→ What is needed
Every line of the following records that includes "authors" should be copied.

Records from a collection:

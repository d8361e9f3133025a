//! Builds the RSS 2.0 channel of a blog.

use crate::{
    links::{blog_query, post_query},
    model::{blog::Blog, post::Post},
};
use rss::{Category, Channel, Enclosure, Guid, Item};
use time::format_description::well_known::Rfc2822;
use url::Url;

pub const FEED_TITLE: &str = "Rss blog feed";

pub type Result<T, E = FeedError> = std::result::Result<T, E>;

#[derive(Debug, thiserror::Error)]
pub enum FeedError {
    #[error("Feed link could not be built: {0}")]
    Link(#[from] url::ParseError),
}

/// One item per post, in the order given. Callers pass posts newest edit
/// first.
pub fn build_feed(public_url: &Url, blog: &Blog, posts: &[Post]) -> Result<Channel> {
    let name = blog.name.get();

    let mut channel = Channel::default();
    channel.set_title(FEED_TITLE);
    channel.set_link(public_url.join(&format!("?{}", blog_query(name)))?.to_string());
    channel.set_description(format!("This is a simple feed of blog {name}"));
    channel.set_managing_editor(blog.authors.first().cloned());

    let items = posts
        .iter()
        .map(|post| feed_item(public_url, post))
        .collect::<Result<Vec<_>>>()?;
    channel.set_items(items);

    Ok(channel)
}

fn feed_item(public_url: &Url, post: &Post) -> Result<Item> {
    let link = public_url
        .join(&format!("viewpost?{}", post_query(post.blog_name.get(), post.id)))?
        .to_string();

    let mut guid = Guid::default();
    guid.set_value(post.id.to_string());
    guid.set_permalink(false);

    let mut item = Item::default();
    item.set_title(post.title.clone());
    item.set_link(link);
    item.set_guid(guid);
    item.set_author(post.author.get().to_owned());
    item.set_description(post.content.clone());
    item.set_pub_date(post.created_at.format(&Rfc2822).ok());
    item.set_categories(
        post.tags
            .iter()
            .filter(|tag| !tag.is_empty())
            .map(|tag| {
                let mut category = Category::default();
                category.set_name(tag.clone());
                category
            })
            .collect::<Vec<_>>(),
    );
    item.set_enclosure(post.image_urls.first().map(|url| image_enclosure(url)));

    Ok(item)
}

fn image_enclosure(url: &str) -> Enclosure {
    let extension = url.rsplit('.').next().unwrap_or_default().to_ascii_lowercase();
    let mime_type = match extension.as_str() {
        "png" => "image/png",
        "jpg" | "jpeg" => "image/jpeg",
        "gif" => "image/gif",
        _ => "application/octet-stream",
    };

    let mut enclosure = Enclosure::default();
    enclosure.set_url(url);
    enclosure.set_length("0");
    enclosure.set_mime_type(mime_type);
    enclosure
}

#[cfg(test)]
mod tests {
    use super::{FEED_TITLE, build_feed};
    use crate::model::{
        Id,
        blog::{Blog, BlogName},
        post::Post,
        user::UserHandle,
    };
    use time::macros::utc_datetime;
    use url::Url;

    fn blog() -> Blog {
        Blog {
            id: Id::from(1_u64),
            owner: UserHandle::new("ada".to_owned()).unwrap(),
            authors: vec!["ada".to_owned(), "charles".to_owned()],
            name: BlogName::new("engines".to_owned()).unwrap(),
        }
    }

    fn post(id: u64, title: &str) -> Post {
        Post {
            id: Id::from(id),
            blog: Id::from(1_u64),
            blog_name: BlogName::new("engines".to_owned()).unwrap(),
            title: title.to_owned(),
            author: UserHandle::new("ada".to_owned()).unwrap(),
            content: "<b>hi</b>".to_owned(),
            source: "<b>hi</b>".to_owned(),
            image_urls: vec!["http://localhost/blobs/a.png".to_owned()],
            created_at: utc_datetime!(2025-03-01 09:30),
            edited_at: utc_datetime!(2025-03-02 09:30),
            tags: vec!["x".to_owned(), String::new()],
            views: Some(0),
        }
    }

    #[test]
    fn channel_describes_blog() {
        let public_url = Url::parse("http://localhost:8080/").unwrap();
        let channel = build_feed(&public_url, &blog(), &[post(9, "B"), post(3, "A")]).unwrap();

        assert_eq!(channel.title(), FEED_TITLE);
        assert_eq!(channel.link(), "http://localhost:8080/?blog_name=engines");
        assert_eq!(channel.description(), "This is a simple feed of blog engines");
        assert_eq!(channel.managing_editor(), Some("ada"));

        let titles: Vec<_> = channel.items().iter().map(|item| item.title()).collect();
        assert_eq!(titles, [Some("B"), Some("A")]);
    }

    #[test]
    fn item_fields() {
        let public_url = Url::parse("http://localhost:8080/").unwrap();
        let channel = build_feed(&public_url, &blog(), &[post(9, "B")]).unwrap();
        let item = &channel.items()[0];

        assert_eq!(
            item.link(),
            Some("http://localhost:8080/viewpost?blog_name=engines&post_id=9")
        );
        assert_eq!(item.guid().map(|guid| guid.value()), Some("9"));
        assert_eq!(item.description(), Some("<b>hi</b>"));
        assert_eq!(item.pub_date(), Some("Sat, 01 Mar 2025 09:30:00 +0000"));
        assert_eq!(item.categories().len(), 1);
        assert_eq!(
            item.enclosure().map(|enclosure| enclosure.mime_type()),
            Some("image/png")
        );
    }

    #[test]
    fn empty_blog_has_no_items() {
        let public_url = Url::parse("http://localhost:8080/").unwrap();
        let channel = build_feed(&public_url, &blog(), &[]).unwrap();

        assert!(channel.items().is_empty());
        assert!(channel.to_string().contains("<title>Rss blog feed</title>"));
    }
}
use crate::server::{Result, ServerError, ServerRouter, auth::AuthenticatedUser, extract::Form};
use axum::{extract::State, response::Redirect};
use axum_extra::routing::{RouterExt, TypedPath};
use blogger_common::model::blog::{BlogName, CreateBlog};
use blogger_db::Store;
use serde::Deserialize;
use std::sync::Arc;
use tracing::{debug, info};

pub fn routes() -> ServerRouter {
    ServerRouter::new().typed_post(create_blog)
}

#[derive(TypedPath, Deserialize)]
#[typed_path("/create", rejection(ServerError))]
struct CreateBlogPath();

/// The owner always is the signed-in user, so a submitted `user_name` is
/// left unread.
#[derive(Deserialize)]
struct CreateBlogForm {
    #[serde(default)]
    newblog_name: String,
}

async fn create_blog(
    CreateBlogPath(): CreateBlogPath,
    State(store): State<Arc<dyn Store>>,
    user: AuthenticatedUser,
    Form(form): Form<CreateBlogForm>,
) -> Result<Redirect> {
    if !form.newblog_name.is_empty() {
        let create = CreateBlog {
            owner: user.handle,
            name: BlogName::new(form.newblog_name)?,
        };

        match store.create_blog(&create).await? {
            Some(blog) => info!(
                id = %blog.id,
                name = %blog.name,
                owner = blog.owner.get(),
                "Created blog"
            ),
            None => debug!(name = %create.name, "Blog name already taken"),
        }
    }

    Ok(Redirect::to("/"))
}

→ Answer area
    channel.set_managing_editor(blog.authors.first().cloned());
            authors: vec!["ada".to_owned(), "charles".to_owned()],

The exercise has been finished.